- Serves: 4-6 people
- Course: Antipasto / Primo Piatto
- Prep and Cooking Time: 75 minutes
If you follow our blog, you know we’ve spent some time at Tre Mari Bakery lately. It took a few trips to get the full story for our feature article about a family business that’s now it its sixth decade.
On one of our first trips I picked up a bag of pizza dough, which they make fresh daily. I remembered my cousin Julie had recommended it a few times, she uses it to make a kind of rustic, home-style pizza that was a standard at family get-togethers when we were kids. It was usually served at room temperature, as an antipasto.
Anyway Julie’s kids love it, and sure enough so does my almost-two-year-old son, Massimo (not to mention my wife, Steph), so it has quickly become a staple at our place, too. With a salad it’s a great weeknight dinner or weekend lunch that takes about the same amount of time as delivery pizza – but it’s healthier, cheaper and tastes a lot better.
I make it the traditional way with strained, crushed tomatoes, but if you want an even quicker recipe Tre Mari sells their own brand of pizza sauce that’s similar in taste. Here’s the recipe, with a few additional notes below. Hope you enjoy it – feel free to leave comments or ask questions!
- 1 bag of pizza dough
- 1 can of whole plum tomatoes (ideally good quality Italian ones)
- Half a ball of fresh mozzarella
- A few sprigs of fresh basil, washed
- Olive oil
- Toss a little flour on a flat surface like a cutting board, and empty the dough onto it. Sprinkle a little more on the flour, then gently roll around until the dough is lightly dusted in flour. Place in a bowl, covered, for 30 minutes (see note below on dough temperature).
- Meanwhile, empty tomatoes into a bowl and crush thoroughly. I prefer to do this by hand so it’s a bit more rustic, but you can use a blender if you like it smooth.
- Stain the sauce through a sieve or colander to remove excess water. Lightly season with salt, QB.
- Cut the mozzarella into 4-6 thin slices, depending on how big you like them.
- Once dough has rested 30 minutes, line a 14˝ x 10˝ inch pan with olive oil, and spread out the dough (see note on pan size). Cover again and let stand another 30 minutes. Then spread out the dough till it fills the pan. Don’t worry if it’s not perfectly even – some irregularity makes it nice and rustic.
- Preheat oven at 425 F.
- Evenly spread the tomato sauce over the dough; add the cheese and half the basil.
- Bake for approximately 15 minutes, until it’s golden brown on the bottom.
- Sprinkle the remaining basil on as soon as you pull it out lightly press the leaves into the sauce.
Let it rest for at least a few minutes before serving.
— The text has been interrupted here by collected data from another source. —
// Copyright (c) Anza Technology, Inc.
// SPDX-License-Identifier: Apache-2.0

use std::borrow::Cow;
use std::path::PathBuf;
use std::sync::Arc;

use clap::Parser;
use color_eyre::Result;
use color_eyre::eyre::{Context, bail};
use fastrace::collector::Config;
use fastrace_opentelemetry::OpenTelemetryReporter;
use grinding_attack::fleet::Fleet;
use grinding_attack::{
    AttackRun, DetachedLauncher, HarnessConfig, Launcher, NodeChannel, SshLauncher, TcpChannel,
    logging,
};
use log::info;
use opentelemetry::{InstrumentationScope, KeyValue};
use opentelemetry_otlp::{SpanExporter, WithExportConfig};
use opentelemetry_sdk::Resource;

/// Runs a grinding attack against a fleet of consensus nodes.
#[derive(Clone, Debug, Parser)]
#[command(version, about, long_about = None)]
struct Args {
    /// Config file to use.
    #[arg(long, required_unless_present = "write_default_config")]
    config: Option<PathBuf>,
    /// Overrides the number of consensus rounds.
    #[arg(long)]
    rounds: Option<usize>,
    /// Overrides the number of randomly generated blocks before staking.
    #[arg(long)]
    pregenerated_blocks: Option<usize>,
    /// Seed for the harness's randomness.
    #[arg(long)]
    seed: Option<u64>,
    /// Writes an example config to the given file and exits.
    #[arg(long)]
    write_default_config: Option<PathBuf>,
    /// Exports spans to this OTLP endpoint, e.g. `http://127.0.0.1:4317`.
    #[arg(long)]
    otlp_endpoint: Option<String>,
}

#[tokio::main]
async fn main() -> Result<()> {
    // enable fancy `color_eyre` error messages
    color_eyre::install()?;

    let args = Args::parse();
    if let Some(path) = args.write_default_config {
        let toml = HarnessConfig::template().to_toml()?;
        std::fs::write(&path, toml)
            .with_context(|| format!("can not write {}", path.display()))?;
        return Ok(());
    }

    // enable `fastrace` tracing
    if let Some(endpoint) = &args.otlp_endpoint {
        let reporter = OpenTelemetryReporter::new(
            SpanExporter::builder()
                .with_tonic()
                .with_endpoint(endpoint.clone())
                .with_protocol(opentelemetry_otlp::Protocol::Grpc)
                .with_timeout(opentelemetry_otlp::OTEL_EXPORTER_OTLP_TIMEOUT_DEFAULT)
                .build()
                .context("can not initialize otlp exporter")?,
            Cow::Owned(
                Resource::builder()
                    .with_attributes([KeyValue::new("service.name", "grinding-attack")])
                    .build(),
            ),
            InstrumentationScope::builder("grinding-attack")
                .with_version(env!("CARGO_PKG_VERSION"))
                .build(),
        );
        fastrace::set_reporter(reporter, Config::default());
        logging::enable_logforth_with_spans();
    } else {
        logging::enable_logforth();
    }

    // load config and apply overrides
    let Some(config_path) = args.config else {
        bail!("config file is required");
    };
    let mut config = HarnessConfig::from_file(&config_path)
        .with_context(|| format!("can not load {}", config_path.display()))?;
    if let Some(rounds) = args.rounds {
        config.attack.consensus_rounds = rounds;
    }
    if let Some(blocks) = args.pregenerated_blocks {
        config.attack.pregenerated_blocks = blocks;
    }
    if args.seed.is_some() {
        config.attack.seed = args.seed;
    }
    config.validate()?;
    info!(
        "attacking with {} nodes for {} rounds",
        config.nodes.len(),
        config.attack.consensus_rounds
    );

    let channel = TcpChannel::new(&config.channel);
    let fleet = Fleet::from_config(&config, channel)?;
    let res = match &config.launch {
        Some(launch) => {
            let launcher = Arc::new(SshLauncher::new(launch.binary.clone()));
            attack(fleet, launcher, &config).await
        }
        None => attack(fleet, Arc::new(DetachedLauncher), &config).await,
    };

    fastrace::flush();
    res
}

async fn attack<C, L>(fleet: Fleet<C>, launcher: Arc<L>, config: &HarnessConfig) -> Result<()>
where
    C: NodeChannel,
    L: Launcher + 'static,
{
    let report = AttackRun::new(fleet, launcher, config.attack.clone())
        .run()
        .await?;
    if report.is_successful() {
        println!("Attack successful! {report}");
    } else {
        println!("Attack unsuccessful! {report}");
    }
    Ok(())
}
You can even serve it room temperature.
- Dough should be room temperature when you start, otherwise it won’t rise. Take it out of the fridge thirty minutes before you begin this recipe.
- I use a 14˝ x 10˝ but you can use a slightly bigger or smaller one, depending on how thick you like it.
- You only need half a can of tomatoes for this recipe, so instead of dumping the water after step 3, I add it back to the rest of the leftover tomato and an use it to make tomato sauce. It keeps in the fridge for a few days.